Skip to content
- Conflict Name: War of 1812
- Conflict Start: June 18th, 1812
- Conflict End: February 17th, 1815
- Conflict Belligerents: United States of America and the United Kingdom
- Conflict Winner: Neither (Military Stalemate)
- Conflict Location: Atlantic Ocean, Pacific Oceans, Eastern America and Central America
- Conflict Deaths: 5,000+ fatalities
12 War of 1812 Facts for Kids
- The War of 1812 was fought between June 18th, 1812 and February 17th, 1815.
- This war is commonly known as the War of 1812.
- The War of 1812 was fought between the United States of America and the United Kingdom.
- The War of 1812 was fought over grievances the United States had against the United Kingdom regarding violations of U.S. maritime rights.
- The War of 1812 was a military stalemate, neither the United States or the United Kingdom won. Both countries signed the Treaty of Ghent, which restored relations and border lines that existed before the war started.
- Citizens of both countries widely believe that their country won the War of 1812.

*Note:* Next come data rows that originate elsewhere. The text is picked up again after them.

//! Esports pass-through handlers. The provider's status and body are
//! replayed as-is.

use std::sync::Arc;

use axum::{extract::{Path, State}, http::StatusCode, response::{IntoResponse, Response}, Json};
use common::esports::ProviderResponse;
use common::CoreError;

use service::esports::EsportsService;

use crate::errors::ApiError;

type Esports = State<Arc<EsportsService>>;

fn relay(res: Result<ProviderResponse, CoreError>) -> Result<Response, ApiError> {
    let resp = res?;
    let status = StatusCode::from_u16(resp.status).map_err(|e| ApiError::Upstream(e.to_string()))?;
    if status.is_informational() || status == StatusCode::NO_CONTENT || status == StatusCode::NOT_MODIFIED {
        return Ok(status.into_response());
    }
    Ok((status, Json(resp.body)).into_response())
}

#[utoipa::path(
    get, path = "/news", tag = "esports",
    responses(
        (status = 200, description = "Latest news; provider status and body are forwarded"),
        (status = 500, description = "Provider unreachable or answered non-JSON", body = crate::openapi::ErrorResponse)
    )
)]
pub async fn news(State(svc): Esports) -> Result<Response, ApiError> {
    relay(svc.news().await)
}

#[utoipa::path(
    get, path = "/matches", tag = "esports",
    responses(
        (status = 200, description = "Upcoming and live matches; provider status and body are forwarded"),
        (status = 500, description = "Provider unreachable or answered non-JSON", body = crate::openapi::ErrorResponse)
    )
)]
pub async fn matches(State(svc): Esports) -> Result<Response, ApiError> {
    relay(svc.matches().await)
}

#[utoipa::path(
    get, path = "/matches/{id}", tag = "esports",
    params(("id" = u32, Path, description = "Match id")),
    responses(
        (status = 200, description = "One match; provider status and body are forwarded"),
        (status = 500, description = "Provider unreachable or answered non-JSON", body = crate::openapi::ErrorResponse)
    )
)]
pub async fn match_by_id(State(svc): Esports, Path(id): Path<u32>) -> Result<Response, ApiError> {
    relay(svc.match_by_id(id).await)
}

#[utoipa::path(
    get, path = "/results", tag = "esports",
    responses(
        (status = 200, description = "Recent results; provider status and body are forwarded"),
        (status = 500, description = "Provider unreachable or answered non-JSON", body = crate::openapi::ErrorResponse)
    )
)]
pub async fn results(State(svc): Esports) -> Result<Response, ApiError> {
    relay(svc.results().await)
}

#[utoipa::path(
    get, path = "/players", tag = "esports",
    responses(
        (status = 200, description = "Player ranking, first 30 entries; provider status and body are forwarded"),
        (status = 500, description = "Provider unreachable or answered non-JSON", body = crate::openapi::ErrorResponse)
    )
)]
pub async fn top_players(State(svc): Esports) -> Result<Response, ApiError> {
    relay(svc.top_players().await)
}

#[utoipa::path(
    get, path = "/players/{id}", tag = "esports",
    params(("id" = u32, Path, description = "Player id")),
    responses(
        (status = 200, description = "One player; provider status and body are forwarded"),
        (status = 500, description = "Provider unreachable or answered non-JSON", body = crate::openapi::ErrorResponse)
    )
)]
pub async fn player(State(svc): Esports, Path(id): Path<u32>) -> Result<Response, ApiError> {
    relay(svc.player(id).await)
}

#[utoipa::path(
    get, path = "/teams", tag = "esports",
    responses(
        (status = 200, description = "Team ranking; provider status and body are forwarded"),
        (status = 500, description = "Provider unreachable or answered non-JSON", body = crate::openapi::ErrorResponse)
    )
)]
pub async fn teams(State(svc): Esports) -> Result<Response, ApiError> {
    relay(svc.teams().await)
}

#[utoipa::path(
    get, path = "/teams/{id}", tag = "esports",
    params(("id" = u32, Path, description = "Team id")),
    responses(
        (status = 200, description = "One team; provider status and body are forwarded"),
        (status = 500, description = "Provider unreachable or answered non-JSON", body = crate::openapi::ErrorResponse)
    )
)]
pub async fn team(State(svc): Esports, Path(id): Path<u32>) -> Result<Response, ApiError> {
    relay(svc.team(id).await)
}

- It’s estimated that between the United States and the United Kingdom there were 5,000+ military fatalities.
- The British invaded Washington, D.C. on August 24th, 1814, and occupied it for about 26 hours. The British set many buildings on fire, including the White House. A storm is believed to have forced their retreat. The storm was a very strong thunderstorm, potentially even a hurricane that produced a tornado. The rain from the storm help put out a lot of the fires the British started.
- President James Madison thought the U.S. could easily capture Canada and that was one of his first goals of the war. Ultimately, it only took the British a few months to expel the United States from Canada.
- At the start of the war the United States Navy only had 16 to 18 sailable ships, compared to the British Navy that had more than 600.
- The United Kingdom and the United States lost more soldiers to disease than in all the battles they fought.
- The Star-Spangled Banner, the national anthem of the United States of America, is from a poem written during the War of 1812. Francis Scott Key, the author of the poem witnessed the British bombardment of Fort McHenry.